## Description of the task
Write out exactly the lines below that run from the one containing "use super::gemini::GeminiBackend;" through the one containing "pub trait ModelBackend: Send", both included, with no other lines.

[Opening Data to examine section]

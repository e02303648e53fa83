//! HTTP server with graceful shutdown

use axum::Router;
use std::net::SocketAddr;
use tokio::net::TcpListener;
use tokio::signal;
use tower_http::{
    catch_panic::CatchPanicLayer,
    compression::CompressionLayer,
    cors::CorsLayer,
    limit::RequestBodyLimitLayer,
    timeout::TimeoutLayer,
    trace::{DefaultMakeSpan, DefaultOnResponse, TraceLayer},
};

use crate::{
    config::Config,
    error::Result,
    middleware::{request_id_layer, request_id_propagation_layer, sensitive_headers_layer},
};

/// Server instance
pub struct Server {
    config: Config,
}

impl Server {
    /// Create a new server instance
    pub fn new(config: Config) -> Self {
        Self { config }
    }

    /// Run the server with the given router until SIGINT/SIGTERM
    pub async fn serve(self, app: Router) -> Result<()> {
        let addr = SocketAddr::from(([0, 0, 0, 0], self.config.service.port));

        tracing::info!("Starting {} on {}", self.config.service.name, addr);

        self.log_middleware_config();

        let app = self.apply_middleware(app);

        let listener = TcpListener::bind(&addr).await?;

        tracing::info!("Server listening on {}", addr);

        axum::serve(listener, app)
            .with_graceful_shutdown(shutdown_signal())
            .await?;

        tracing::info!("Server shutdown complete");

        Ok(())
    }

    /// Wrap the router in the standard middleware stack
    ///
    /// Layers are applied in reverse order: the last one added is outermost.
    pub fn apply_middleware(&self, app: Router) -> Router {
        let app = app
            .layer(TimeoutLayer::with_status_code(
                http::StatusCode::REQUEST_TIMEOUT,
                self.config.service.timeout(),
            ))
            .layer(RequestBodyLimitLayer::new(
                self.config.middleware.body_limit_bytes(),
            ))
            .layer(
                TraceLayer::new_for_http()
                    .make_span_with(DefaultMakeSpan::new().include_headers(true))
                    .on_response(DefaultOnResponse::new().include_headers(true)),
            )
            .layer(sensitive_headers_layer())
            .layer(request_id_propagation_layer())
            .layer(request_id_layer())
            .layer(CatchPanicLayer::new());

        let app = if self.config.middleware.compression {
            app.layer(CompressionLayer::new())
        } else {
            app
        };

        app.layer(self.build_cors_layer())
    }

    /// Log middleware configuration for debugging
    fn log_middleware_config(&self) {
        tracing::info!("Middleware configuration:");
        tracing::info!("  - Panic recovery: enabled");
        tracing::info!("  - Request ID tracking: enabled");
        tracing::info!("  - Sensitive header masking: enabled");
        tracing::info!(
            "  - Request body limit: {} MB",
            self.config.middleware.body_limit_mb
        );
        tracing::info!(
            "  - Compression: {}",
            if self.config.middleware.compression { "enabled" } else { "disabled" }
        );
        tracing::info!("  - CORS mode: {}", self.config.middleware.cors_mode);
        tracing::info!(
            "  - Request timeout: {} seconds",
            self.config.service.timeout_secs
        );
        tracing::info!(
            "  - Manifest image: {}, ingress domain: {}",
            self.config.manifest.image,
            self.config.manifest.ingress_domain
        );
    }

    /// Get the configuration
    pub fn config(&self) -> &Config {
        &self.config
    }

    /// Build CORS layer based on configuration
    fn build_cors_layer(&self) -> CorsLayer {
        match self.config.middleware.cors_mode.as_str() {
            "permissive" => {
                tracing::debug!("Enabling permissive CORS");
                CorsLayer::permissive()
            }
            "restrictive" => {
                tracing::debug!("Enabling restrictive CORS (default deny)");
                CorsLayer::new()
            }
            _ => {
                tracing::warn!(
                    "Unknown CORS mode: {}, defaulting to permissive",
                    self.config.middleware.cors_mode
                );
                CorsLayer::permissive()
            }
        }
    }
}

/// Wait for shutdown signal (SIGTERM or SIGINT)
async fn shutdown_signal() {
    let ctrl_c = async {
        signal::ctrl_c()
            .await
            .expect("Failed to install Ctrl+C handler");
    };

    #[cfg(unix)]
    let terminate = async {
        signal::unix::signal(signal::unix::SignalKind::terminate())
            .expect("Failed to install SIGTERM handler")
            .recv()
            .await;
    };

    #[cfg(not(unix))]
    let terminate = std::future::pending::<()>();

    tokio::select! {
        _ = ctrl_c => {
            tracing::info!("Received SIGINT (Ctrl+C), starting graceful shutdown");
        },
        _ = terminate => {
            tracing::info!("Received SIGTERM, starting graceful shutdown");
        },
    }

    tracing::info!("Shutdown signal received, draining requests...");
}

#[cfg(test)]
mod tests {
    use super::*;
    use crate::{handlers::router, state::AppState};
    use axum::{body::Body, http::Request};
    use tower::ServiceExt;

    #[test]
    fn test_server_creation() {
        let config = Config::default();
        let server = Server::new(config.clone());
        assert_eq!(server.config().service.port, config.service.port);
    }

    #[tokio::test]
    async fn test_middleware_sets_request_id() {
        let server = Server::new(Config::default());
        let app = server.apply_middleware(router(AppState::default()));

        let response = app
            .oneshot(Request::builder().uri("/health").body(Body::empty()).unwrap())
            .await
            .unwrap();

        let request_id = response.headers().get("x-request-id").unwrap();
        assert!(request_id.to_str().unwrap().starts_with("req_"));
    }

    #[tokio::test]
    async fn test_middleware_enforces_body_limit() {
        let mut config = Config::default();
        config.middleware.body_limit_mb = 0;
        let app = Server::new(config).apply_middleware(router(AppState::default()));

        let response = app
            .oneshot(
                Request::builder()
                    .method("POST")
                    .uri("/generate")
                    .header("content-type", "application/x-www-form-urlencoded")
                    .header("content-length", "21")
                    .body(Body::from("service_name=checkout"))
                    .unwrap(),
            )
            .await
            .unwrap();

        assert_eq!(response.status(), http::StatusCode::PAYLOAD_TOO_LARGE);
    }
}
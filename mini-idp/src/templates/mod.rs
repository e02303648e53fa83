//! Askama templates for the server-rendered generator UI.
//!
//! Templates live in the crate's `templates/` directory and are compiled in
//! at build time. All interpolated values are HTML-escaped, including the
//! generated YAML shown on the result page.

mod pages;
mod response;

pub use pages::{IndexTemplate, ResultTemplate};
pub use response::HtmlTemplate;
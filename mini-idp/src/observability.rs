//! Tracing initialization

use tracing_subscriber::EnvFilter;

use crate::config::{Config, LogFormat};
use crate::error::{Error, Result};

/// Initialize the global tracing subscriber from the service config.
///
/// Falls back to `info` when the configured filter does not parse. Calling
/// this twice returns an error instead of panicking.
pub fn init_tracing(config: &Config) -> Result<()> {
    let filter = EnvFilter::try_new(&config.service.log_level)
        .unwrap_or_else(|_| EnvFilter::new("info"));

    let builder = tracing_subscriber::fmt().with_env_filter(filter);

    let installed = match config.service.log_format {
        LogFormat::Json => builder.json().try_init(),
        LogFormat::Pretty => builder.pretty().try_init(),
    };
    installed.map_err(|e| Error::Internal(format!("Failed to install tracing subscriber: {}", e)))?;

    tracing::info!("Tracing initialized for service: {}", config.service.name);

    Ok(())
}

#[cfg(test)]
mod tests {
    use super::*;

    #[test]
    fn test_init_tracing_twice_does_not_panic() {
        let config = Config::default();
        let _ = init_tracing(&config);
        assert!(init_tracing(&config).is_err());
    }
}
//! Model backend abstraction
//!
//! A backend turns one prompt into a stream of text fragments. Fragments are
//! deltas: the pipeline owns accumulation, progress and cleanup.

use std::sync::Arc;
use std::time::Duration;

use futures::stream::BoxStream;

use crate::config::{ConfigError, ModelSpec, Provider};
use crate::utils::{DEFAULT_MAX_TOKENS, DEFAULT_REQUEST_TIMEOUT_SECS, DEFAULT_TEMPERATURE};

use super::anthropic::AnthropicBackend;
use super::gemini::GeminiBackend;
use super::openai::OpenAiBackend;

/// Error types for model backends
#[derive(Debug, thiserror::Error)]
pub enum BackendError {
    /// Provider answered with a non-2xx status
    #[error("Provider returned HTTP {status}: {body}")]
    Status { status: u16, body: String },

    /// Request exceeded the configured timeout
    #[error("Request timed out after {0:?}")]
    Timeout(Duration),

    /// Connection, TLS or body transport failure
    #[error("HTTP error: {0}")]
    Http(#[from] reqwest::Error),

    /// Error event delivered inside the stream
    #[error("Provider error: {0}")]
    Provider(String),
}

/// Sampling and transport settings for one request
#[derive(Debug, Clone, Copy, PartialEq)]
pub struct GenerationOptions {
    pub temperature: f32,
    pub max_tokens: u32,
    pub timeout: Duration,
}

impl Default for GenerationOptions {
    fn default() -> Self {
        Self {
            temperature: DEFAULT_TEMPERATURE,
            max_tokens: DEFAULT_MAX_TOKENS,
            timeout: Duration::from_secs(DEFAULT_REQUEST_TIMEOUT_SECS),
        }
    }
}

/// Streaming text generator behind a model selector
pub trait ModelBackend: Send + Sync {
    /// Provider-side model identifier, for logs
    fn name(&self) -> &str;

    /// Start generating; the stream yields text deltas in order
    fn stream(
        &self,
        prompt: &str,
        options: &GenerationOptions,
    ) -> BoxStream<'static, Result<String, BackendError>>;
}

/// Build the HTTP adapter for a catalogue entry
///
/// # Errors
///
/// Returns `ConfigError::MissingApiKey` when the model's key variable is unset.
pub fn build_backend(
    spec: &ModelSpec,
    client: reqwest::Client,
) -> Result<Arc<dyn ModelBackend>, ConfigError> {
    let api_key = spec.api_key()?;
    let backend: Arc<dyn ModelBackend> = match &spec.provider {
        Provider::OpenAiCompatible { base_url } => Arc::new(OpenAiBackend::new(
            client,
            base_url.clone(),
            spec.model_id.clone(),
            api_key,
        )),
        Provider::Anthropic { base_url } => Arc::new(AnthropicBackend::new(
            client,
            base_url.clone(),
            spec.model_id.clone(),
            api_key,
        )),
        Provider::Gemini { base_url } => Arc::new(GeminiBackend::new(
            client,
            base_url.clone(),
            spec.model_id.clone(),
            api_key,
        )),
    };
    Ok(backend)
}
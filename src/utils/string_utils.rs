//! UTF-8-safe string truncation
//!
//! Used when logging or surfacing provider error bodies and code previews,
//! which may contain arbitrary multi-byte characters.

/// Safely truncate a string to a maximum number of CHARACTERS (not bytes).
///
/// Never panics on multi-byte characters; returns the whole string when it is
/// already short enough.
///
/// # Examples
/// ```
/// # use kodegen_tools_codexchange::utils::string_utils::safe_truncate_chars;
/// assert_eq!(safe_truncate_chars("Hello, World!", 5), "Hello");
/// assert_eq!(safe_truncate_chars("🎉🎊🎈", 2), "🎉🎊");
/// assert_eq!(safe_truncate_chars("Hi", 100), "Hi");
/// ```
#[inline]
pub fn safe_truncate_chars(s: &str, max_chars: usize) -> &str {
    match s.char_indices().nth(max_chars) {
        None => s,
        Some((byte_idx, _)) => &s[..byte_idx],
    }
}

/// Truncate to `max_chars` and mark the cut with an ellipsis
pub fn preview(s: &str, max_chars: usize) -> String {
    let truncated = safe_truncate_chars(s, max_chars);
    if truncated.len() < s.len() {
        format!("{truncated}…")
    } else {
        truncated.to_string()
    }
}

#[cfg(test)]
mod tests {
    use super::*;

    #[test]
    fn test_preview_marks_truncation() {
        assert_eq!(preview("abcdef", 3), "abc…");
        assert_eq!(preview("abc", 3), "abc");
        assert_eq!(preview("ünïcödé", 2), "ün…");
    }
}
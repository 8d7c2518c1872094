//! Per-language compile and run recipes
//!
//! Every run gets its own temporary directory, removed when the run ends.

use std::ffi::OsStr;
use std::path::{Path, PathBuf};
use std::time::{Duration, Instant};

use once_cell::sync::Lazy;
use regex::Regex;
use serde::Serialize;

use super::errors::ExecutionError;
use super::process::run_checked;
use crate::language::CompiledLanguage;

static JAVA_PUBLIC_CLASS: Lazy<Regex> =
    Lazy::new(|| Regex::new(r"public\s+class\s+(\w+)").expect("Invalid Java class regex"));

/// Captured result of one successful run
#[derive(Debug, Clone, PartialEq, Eq, Serialize)]
pub struct ExecutionOutput {
    pub stdout: String,
    /// Compiled binary or bytecode, for compiled languages
    #[serde(skip)]
    pub artifact: Option<Vec<u8>>,
    pub elapsed: Duration,
}

/// How to execute one language
#[derive(Debug, Clone, PartialEq, Eq)]
pub enum Toolchain {
    /// `program <file>.<extension>`
    Interpreter {
        program: String,
        extension: &'static str,
    },
    /// `g++ main.cpp -o main`, then `./main`
    Cpp { compiler: String },
    /// `javac <Class>.java`, then `java <Class>`
    Java { compiler: String, runtime: String },
    /// `go build -o main main.go`, then `./main`
    Go { program: String },
}

impl Toolchain {
    #[must_use]
    pub fn interpreter(program: impl Into<String>, extension: &'static str) -> Self {
        Toolchain::Interpreter {
            program: program.into(),
            extension,
        }
    }

    /// Stock toolchain for a registry entry, if the language has one
    #[must_use]
    pub fn for_language(entry: &CompiledLanguage) -> Option<Self> {
        let extension = entry.extension();
        let toolchain = match entry.language().name() {
            "Python" => Self::interpreter("python3", extension),
            "JavaScript" => Self::interpreter("node", extension),
            "Julia" => Self::interpreter("julia", extension),
            "C++" => Toolchain::Cpp {
                compiler: "g++".into(),
            },
            "Java" => Toolchain::Java {
                compiler: "javac".into(),
                runtime: "java".into(),
            },
            "Go" => Toolchain::Go {
                program: "go".into(),
            },
            _ => return None,
        };
        Some(toolchain)
    }

    /// Write `code` to a scratch directory, build if needed, run
    pub async fn run(&self, code: &str) -> Result<ExecutionOutput, ExecutionError> {
        let start = Instant::now();
        let scratch = tempfile::Builder::new().prefix("codexchange-").tempdir()?;
        let dir = scratch.path();

        let (stdout, artifact) = match self {
            Toolchain::Interpreter { program, extension } => {
                let source = write_source(dir, &format!("main.{extension}"), code).await?;
                (run_checked(program, [&source], dir).await?, None)
            }
            Toolchain::Cpp { compiler } => {
                let source = write_source(dir, "main.cpp", code).await?;
                let binary = dir.join(executable_name("main"));
                run_checked(compiler, [source.as_os_str(), OsStr::new("-o"), binary.as_os_str()], dir)
                    .await?;
                let stdout = run_checked(&binary, std::iter::empty::<&str>(), dir).await?;
                (stdout, Some(read_artifact(&binary).await?))
            }
            Toolchain::Java { compiler, runtime } => {
                let class_name = java_class_name(code).ok_or(ExecutionError::MissingClassName)?;
                let source = write_source(dir, &format!("{class_name}.java"), code).await?;
                run_checked(compiler, [&source], dir).await?;
                let class_file = dir.join(format!("{class_name}.class"));
                let bytecode = read_artifact(&class_file).await?;
                (run_checked(runtime, [class_name], dir).await?, Some(bytecode))
            }
            Toolchain::Go { program } => {
                let source = write_source(dir, "main.go", code).await?;
                let binary = dir.join(executable_name("main"));
                run_checked(
                    program,
                    [OsStr::new("build"), OsStr::new("-o"), binary.as_os_str(), source.as_os_str()],
                    dir,
                )
                .await?;
                let bytes = read_artifact(&binary).await?;
                (run_checked(&binary, std::iter::empty::<&str>(), dir).await?, Some(bytes))
            }
        };

        Ok(ExecutionOutput {
            stdout,
            artifact,
            elapsed: start.elapsed(),
        })
    }
}

/// Name of the `public class` a Java file must be saved as
#[must_use]
pub fn java_class_name(code: &str) -> Option<&str> {
    JAVA_PUBLIC_CLASS
        .captures(code)
        .and_then(|caps| caps.get(1))
        .map(|m| m.as_str())
}

fn executable_name(stem: &str) -> String {
    if cfg!(windows) {
        format!("{stem}.exe")
    } else {
        stem.to_string()
    }
}

async fn write_source(dir: &Path, file_name: &str, code: &str) -> Result<PathBuf, ExecutionError> {
    let path = dir.join(file_name);
    tokio::fs::write(&path, code).await?;
    Ok(path)
}

async fn read_artifact(path: &Path) -> Result<Vec<u8>, ExecutionError> {
    match tokio::fs::read(path).await {
        Ok(bytes) => Ok(bytes),
        Err(e) if e.kind() == std::io::ErrorKind::NotFound => {
            Err(ExecutionError::MissingArtifact(path.to_path_buf()))
        }
        Err(e) => Err(e.into()),
    }
}

#[cfg(test)]
mod tests {
    use super::*;
    use crate::language::LanguageRegistry;

    #[test]
    fn test_java_class_name() {
        let code = "import java.util.*;\npublic class Main {\n}";
        assert_eq!(java_class_name(code), Some("Main"));
        assert_eq!(java_class_name("class Hidden {}"), None);
    }

    #[test]
    fn test_stock_toolchains() {
        let registry = LanguageRegistry::builtin();
        let toolchain = |name: &str| {
            let entry = registry.get(registry.resolve(name).unwrap()).unwrap();
            Toolchain::for_language(entry)
        };

        assert_eq!(toolchain("Python"), Some(Toolchain::interpreter("python3", "py")));
        assert_eq!(toolchain("Julia"), Some(Toolchain::interpreter("julia", "jl")));
        for name in ["JavaScript", "C++", "Java", "Go"] {
            assert!(toolchain(name).is_some(), "{name}");
        }
        assert_eq!(toolchain("Ruby"), None);
    }

    #[cfg(unix)]
    #[tokio::test]
    async fn test_interpreter_runs_in_scratch_dir() {
        let toolchain = Toolchain::interpreter("sh", "sh");
        let output = toolchain.run("echo hello").await.unwrap();
        assert_eq!(output.stdout, "hello\n");
        assert!(output.artifact.is_none());
    }

    #[cfg(unix)]
    #[tokio::test]
    async fn test_missing_program_is_spawn_error() {
        let toolchain = Toolchain::interpreter("definitely-not-a-real-interpreter", "x");
        assert!(matches!(
            toolchain.run("1").await,
            Err(ExecutionError::Spawn { .. })
        ));
    }
}
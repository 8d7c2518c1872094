//! Running snippets through local interpreters and compilers

pub mod dispatcher;
pub mod errors;
mod process;
pub mod toolchain;

pub use dispatcher::{ExecutionDispatcher, ExecutionReport};
pub use errors::ExecutionError;
pub use toolchain::{ExecutionOutput, Toolchain, java_class_name};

[Closing Data to examine section]

## Task response
use super::gemini::GeminiBackend;
use super::openai::OpenAiBackend;

/// Error types for model backends
#[derive(Debug, thiserror::Error)]
pub enum BackendError {
    /// Provider answered with a non-2xx status
    #[error("Provider returned HTTP {status}: {body}")]
    Status { status: u16, body: String },

    /// Request exceeded the configured timeout
    #[error("Request timed out after {0:?}")]
    Timeout(Duration),

    /// Connection, TLS or body transport failure
    #[error("HTTP error: {0}")]
    Http(#[from] reqwest::Error),

    /// Error event delivered inside the stream
    #[error("Provider error: {0}")]
    Provider(String),
}

/// Sampling and transport settings for one request
#[derive(Debug, Clone, Copy, PartialEq)]
pub struct GenerationOptions {
    pub temperature: f32,
    pub max_tokens: u32,
    pub timeout: Duration,
}

impl Default for GenerationOptions {
    fn default() -> Self {
        Self {
            temperature: DEFAULT_TEMPERATURE,
            max_tokens: DEFAULT_MAX_TOKENS,
            timeout: Duration::from_secs(DEFAULT_REQUEST_TIMEOUT_SECS),
        }
    }
}

/// Streaming text generator behind a model selector
pub trait ModelBackend: Send + Sync {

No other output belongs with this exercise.